### What is needed
From the entries below, determine the number of lines that contain "groups". Give that number by itself.

### Source data
--

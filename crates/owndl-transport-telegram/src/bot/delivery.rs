use async_trait::async_trait;
use owndl_core::delivery::{ChatAction, ChatDelivery, DeliveryError, MediaKind, OutboundMedia};
use owndl_core::protocol::MediaSource;
use teloxide::prelude::*;
use teloxide::types::{InputFile, InputMedia, InputMediaPhoto, InputMediaVideo};
use tracing::debug;

/// Delivers messages through a teloxide [`Bot`].
///
/// No call is ever retried; a failed request is reported to the caller.
#[derive(Clone)]
pub struct TelegramDelivery {
    bot: Bot,
}

impl TelegramDelivery {
    /// Wrap a configured bot.
    #[must_use]
    pub const fn new(bot: Bot) -> Self {
        Self { bot }
    }
}

/// Builds the upload handle for a media source.
///
/// # Errors
///
/// Returns `DeliveryError::InvalidUrl` if a remote URL cannot be parsed.
pub fn to_input_file(source: &MediaSource) -> Result<InputFile, DeliveryError> {
    match source {
        MediaSource::Remote(url) => reqwest::Url::parse(url)
            .map(InputFile::url)
            .map_err(|e| DeliveryError::InvalidUrl(format!("{url}: {e}"))),
        MediaSource::Local(path) => Ok(InputFile::file(path.clone())),
    }
}

/// Converts one outbound element into a Bot API media group entry.
///
/// # Errors
///
/// Returns `DeliveryError::InvalidUrl` if a remote URL cannot be parsed.
pub fn to_input_media(media: &OutboundMedia) -> Result<InputMedia, DeliveryError> {
    let file = to_input_file(&media.source)?;
    Ok(match media.kind {
        MediaKind::Photo => {
            let mut photo = InputMediaPhoto::new(file);
            if let Some(caption) = &media.caption {
                photo = photo.caption(caption.clone());
            }
            InputMedia::Photo(photo)
        }
        MediaKind::Video => {
            let mut video = InputMediaVideo::new(file);
            if let Some(caption) = &media.caption {
                video = video.caption(caption.clone());
            }
            InputMedia::Video(video)
        }
    })
}

const fn to_telegram_action(action: ChatAction) -> teloxide::types::ChatAction {
    match action {
        ChatAction::Typing => teloxide::types::ChatAction::Typing,
        ChatAction::UploadPhoto => teloxide::types::ChatAction::UploadPhoto,
        ChatAction::UploadVideo => teloxide::types::ChatAction::UploadVideo,
    }
}

fn request_error(e: &teloxide::RequestError) -> DeliveryError {
    DeliveryError::Request(e.to_string())
}

#[async_trait]
impl ChatDelivery for TelegramDelivery {
    async fn send_text(&self, chat_id: i64, text: &str) -> Result<(), DeliveryError> {
        self.bot
            .send_message(ChatId(chat_id), text)
            .await
            .map_err(|e| request_error(&e))?;
        Ok(())
    }

    async fn send_media_group(
        &self,
        chat_id: i64,
        media: Vec<OutboundMedia>,
    ) -> Result<usize, DeliveryError> {
        let group = media
            .iter()
            .map(to_input_media)
            .collect::<Result<Vec<_>, _>>()?;

        let messages = self
            .bot
            .send_media_group(ChatId(chat_id), group)
            .await
            .map_err(|e| request_error(&e))?;

        debug!(chat_id, delivered = messages.len(), "Media group sent");
        Ok(messages.len())
    }

    async fn send_chat_action(
        &self,
        chat_id: i64,
        action: ChatAction,
    ) -> Result<(), DeliveryError> {
        self.bot
            .send_chat_action(ChatId(chat_id), to_telegram_action(action))
            .await
            .map_err(|e| request_error(&e))?;
        Ok(())
    }
}
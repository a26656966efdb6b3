//! Per-chat signature preferences
//!
//! The signature toggle lives in a JSON file shaped as
//! `[{"id": <chat>, "is_active": <bool>}]`. Reads go through an in-memory
//! cache, toggles rewrite the whole file.

use async_trait::async_trait;
use moka::future::Cache;
use serde::{Deserialize, Serialize};
use std::io::ErrorKind;
use std::path::{Path, PathBuf};
use std::time::Duration;
use thiserror::Error;
use tokio::sync::Mutex;
use tracing::{debug, warn};

/// Preference store errors.
#[derive(Debug, Error)]
pub enum PreferenceError {
    /// Reading or writing the settings file failed.
    #[error("I/O error: {0}")]
    Io(#[from] std::io::Error),
    /// The settings file is not valid JSON.
    #[error("JSON error: {0}")]
    Json(#[from] serde_json::Error),
}

/// Access to the per-chat signature toggle.
#[cfg_attr(test, mockall::automock)]
#[async_trait]
pub trait PreferenceStore: Send + Sync {
    /// Whether the "Sent by" signature is enabled for a chat (default `true`).
    async fn signature_enabled(&self, chat_id: i64) -> bool;

    /// Toggles the signature for a chat and returns the new state.
    ///
    /// A chat without a stored preference is recorded as enabled.
    ///
    /// # Errors
    ///
    /// Returns `PreferenceError` if the settings file cannot be read or written.
    async fn toggle_signature(&self, chat_id: i64) -> Result<bool, PreferenceError>;
}

/// One row of the settings file.
#[derive(Debug, Clone, Copy, PartialEq, Eq, Serialize, Deserialize)]
pub struct UserStatus {
    /// Chat id
    pub id: i64,
    /// Signature enabled
    pub is_active: bool,
}

/// JSON file backed [`PreferenceStore`].
pub struct JsonPreferenceStore {
    path: PathBuf,
    cache: Cache<i64, bool>,
    write_lock: Mutex<()>,
}

impl JsonPreferenceStore {
    /// Create a store over `path`; the file is created on the first toggle.
    #[must_use]
    pub fn new(path: impl Into<PathBuf>) -> Self {
        let cache = Cache::builder()
            .max_capacity(10_000)
            .time_to_idle(Duration::from_secs(60 * 60)) // 1 hour
            .build();

        Self {
            path: path.into(),
            cache,
            write_lock: Mutex::new(()),
        }
    }

    /// Path of the backing file.
    #[must_use]
    pub fn path(&self) -> &Path {
        &self.path
    }

    async fn load(&self) -> Result<Vec<UserStatus>, PreferenceError> {
        match tokio::fs::read(&self.path).await {
            Ok(bytes) if bytes.iter().all(u8::is_ascii_whitespace) => Ok(Vec::new()),
            Ok(bytes) => Ok(serde_json::from_slice(&bytes)?),
            Err(e) if e.kind() == ErrorKind::NotFound => Ok(Vec::new()),
            Err(e) => Err(e.into()),
        }
    }

    async fn save(&self, statuses: &[UserStatus]) -> Result<(), PreferenceError> {
        let body = serde_json::to_vec_pretty(statuses)?;
        if let Some(parent) = self.path.parent().filter(|p| !p.as_os_str().is_empty()) {
            tokio::fs::create_dir_all(parent).await?;
        }
        tokio::fs::write(&self.path, body).await?;
        Ok(())
    }
}

#[async_trait]
impl PreferenceStore for JsonPreferenceStore {
    async fn signature_enabled(&self, chat_id: i64) -> bool {
        if let Some(active) = self.cache.get(&chat_id).await {
            return active;
        }

        // Filling the cache under the write lock keeps a toggle from being
        // overwritten by a read that loaded the file before it
        let _guard = self.write_lock.lock().await;
        if let Some(active) = self.cache.get(&chat_id).await {
            return active;
        }

        match self.load().await {
            Ok(statuses) => {
                let active = statuses
                    .iter()
                    .find(|s| s.id == chat_id)
                    .map_or(true, |s| s.is_active);
                self.cache.insert(chat_id, active).await;
                active
            }
            Err(e) => {
                warn!(chat_id, error = %e, "Failed to read preferences, using default");
                true
            }
        }
    }

    async fn toggle_signature(&self, chat_id: i64) -> Result<bool, PreferenceError> {
        let _guard = self.write_lock.lock().await;

        let mut statuses = self.load().await?;
        let active = match statuses.iter_mut().find(|s| s.id == chat_id) {
            Some(status) => {
                status.is_active = !status.is_active;
                status.is_active
            }
            None => {
                statuses.push(UserStatus {
                    id: chat_id,
                    is_active: true,
                });
                true
            }
        };

        self.save(&statuses).await?;
        self.cache.insert(chat_id, active).await;
        debug!(chat_id, active, "Signature preference updated");
        Ok(active)
    }
}
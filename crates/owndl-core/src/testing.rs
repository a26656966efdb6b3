//! Testing helpers and mock utilities.
//!
//! Provides a recording chat delivery and canned preference mocks.

use crate::delivery::{ChatAction, ChatDelivery, DeliveryError, OutboundMedia};
use crate::preferences::MockPreferenceStore;
use crate::registry::ChatContext;
use async_trait::async_trait;
use std::collections::VecDeque;
use std::sync::Mutex;

/// One call observed by [`RecordingDelivery`].
#[derive(Debug, Clone, PartialEq, Eq)]
pub enum Sent {
    /// `send_text`
    Text(i64, String),
    /// `send_media_group`
    Group(i64, Vec<OutboundMedia>),
    /// `send_chat_action`
    Action(i64, ChatAction),
}

/// Chat delivery that records every call in order.
///
/// Media group calls succeed with the group size unless results were queued
/// with [`RecordingDelivery::push_group_result`].
#[derive(Default)]
pub struct RecordingDelivery {
    sent: Mutex<Vec<Sent>>,
    group_results: Mutex<VecDeque<Result<usize, String>>>,
    fail_text: Mutex<bool>,
}

impl RecordingDelivery {
    /// Create an empty recorder.
    #[must_use]
    pub fn new() -> Self {
        Self::default()
    }

    /// Queue the outcome of the next `send_media_group` call.
    pub fn push_group_result(&self, result: Result<usize, String>) {
        if let Ok(mut results) = self.group_results.lock() {
            results.push_back(result);
        }
    }

    /// Make every `send_text` call fail.
    pub fn fail_text(&self) {
        if let Ok(mut flag) = self.fail_text.lock() {
            *flag = true;
        }
    }

    /// All recorded calls.
    #[must_use]
    pub fn sent(&self) -> Vec<Sent> {
        self.sent.lock().map(|s| s.clone()).unwrap_or_default()
    }

    /// Recorded text bodies.
    #[must_use]
    pub fn texts(&self) -> Vec<String> {
        self.sent()
            .into_iter()
            .filter_map(|s| match s {
                Sent::Text(_, text) => Some(text),
                _ => None,
            })
            .collect()
    }

    /// Recorded media groups.
    #[must_use]
    pub fn groups(&self) -> Vec<Vec<OutboundMedia>> {
        self.sent()
            .into_iter()
            .filter_map(|s| match s {
                Sent::Group(_, media) => Some(media),
                _ => None,
            })
            .collect()
    }

    fn record(&self, call: Sent) {
        if let Ok(mut sent) = self.sent.lock() {
            sent.push(call);
        }
    }
}

#[async_trait]
impl ChatDelivery for RecordingDelivery {
    async fn send_text(&self, chat_id: i64, text: &str) -> Result<(), DeliveryError> {
        self.record(Sent::Text(chat_id, text.to_string()));
        if self.fail_text.lock().map(|f| *f).unwrap_or(false) {
            return Err(DeliveryError::Request("text rejected".to_string()));
        }
        Ok(())
    }

    async fn send_media_group(
        &self,
        chat_id: i64,
        media: Vec<OutboundMedia>,
    ) -> Result<usize, DeliveryError> {
        let size = media.len();
        self.record(Sent::Group(chat_id, media));
        let queued = self
            .group_results
            .lock()
            .ok()
            .and_then(|mut results| results.pop_front());
        match queued {
            Some(Ok(count)) => Ok(count),
            Some(Err(message)) => Err(DeliveryError::Request(message)),
            None => Ok(size),
        }
    }

    async fn send_chat_action(
        &self,
        chat_id: i64,
        action: ChatAction,
    ) -> Result<(), DeliveryError> {
        self.record(Sent::Action(chat_id, action));
        Ok(())
    }
}

/// Create a preference mock that always reports `enabled`.
#[must_use]
pub fn mock_preferences(enabled: bool) -> MockPreferenceStore {
    let mut mock = MockPreferenceStore::new();
    mock.expect_signature_enabled().returning(move |_| enabled);
    mock.expect_toggle_signature().returning(move |_| Ok(!enabled));
    mock
}

/// Chat context used across tests.
#[must_use]
pub fn chat_context(chat_id: i64, sender: &str) -> ChatContext {
    ChatContext {
        chat_id,
        sender: sender.to_string(),
        message_id: 1,
    }
}
//! Dispatch router
//!
//! Hands an extracted link to the worker registered for its platform.

use crate::error::RelayError;
use crate::links::ExtractedLink;
use crate::registry::{ChatContext, ConnectionId, ConnectionRegistry};
use std::sync::Arc;
use tracing::{debug, info};

/// Result of a dispatch attempt.
#[derive(Debug, Clone, Copy, PartialEq, Eq)]
pub enum DispatchOutcome {
    /// The link was queued for this connection.
    Sent(ConnectionId),
    /// No open worker serves the platform; the link was dropped.
    NoWorker,
}

/// Routes links to registered workers.
pub struct DispatchRouter {
    registry: Arc<ConnectionRegistry>,
}

impl DispatchRouter {
    /// Create a router over `registry`.
    #[must_use]
    pub const fn new(registry: Arc<ConnectionRegistry>) -> Self {
        Self { registry }
    }

    /// Sends `link` to the first open worker for its platform.
    ///
    /// The chat context is recorded before the link is sent, replacing any
    /// context still pending on that connection.
    ///
    /// # Errors
    ///
    /// Returns `RelayError::ConnectionGone` if the selected worker disappeared
    /// between lookup and send.
    pub async fn dispatch(
        &self,
        link: &ExtractedLink,
        context: ChatContext,
    ) -> Result<DispatchOutcome, RelayError> {
        let platform = link.platform.tag();

        let Some(id) = self.registry.lookup(platform).await else {
            info!(platform, url = %link.url, "No worker registered for platform, dropping link");
            return Ok(DispatchOutcome::NoWorker);
        };

        let chat_id = context.chat_id;
        if !self.registry.record_context(id, context).await {
            return Err(RelayError::ConnectionGone(id));
        }
        self.registry.send(id, link.url.clone()).await?;

        debug!(connection = %id, chat_id, platform, "Link dispatched");
        Ok(DispatchOutcome::Sent(id))
    }
}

--

### Result
2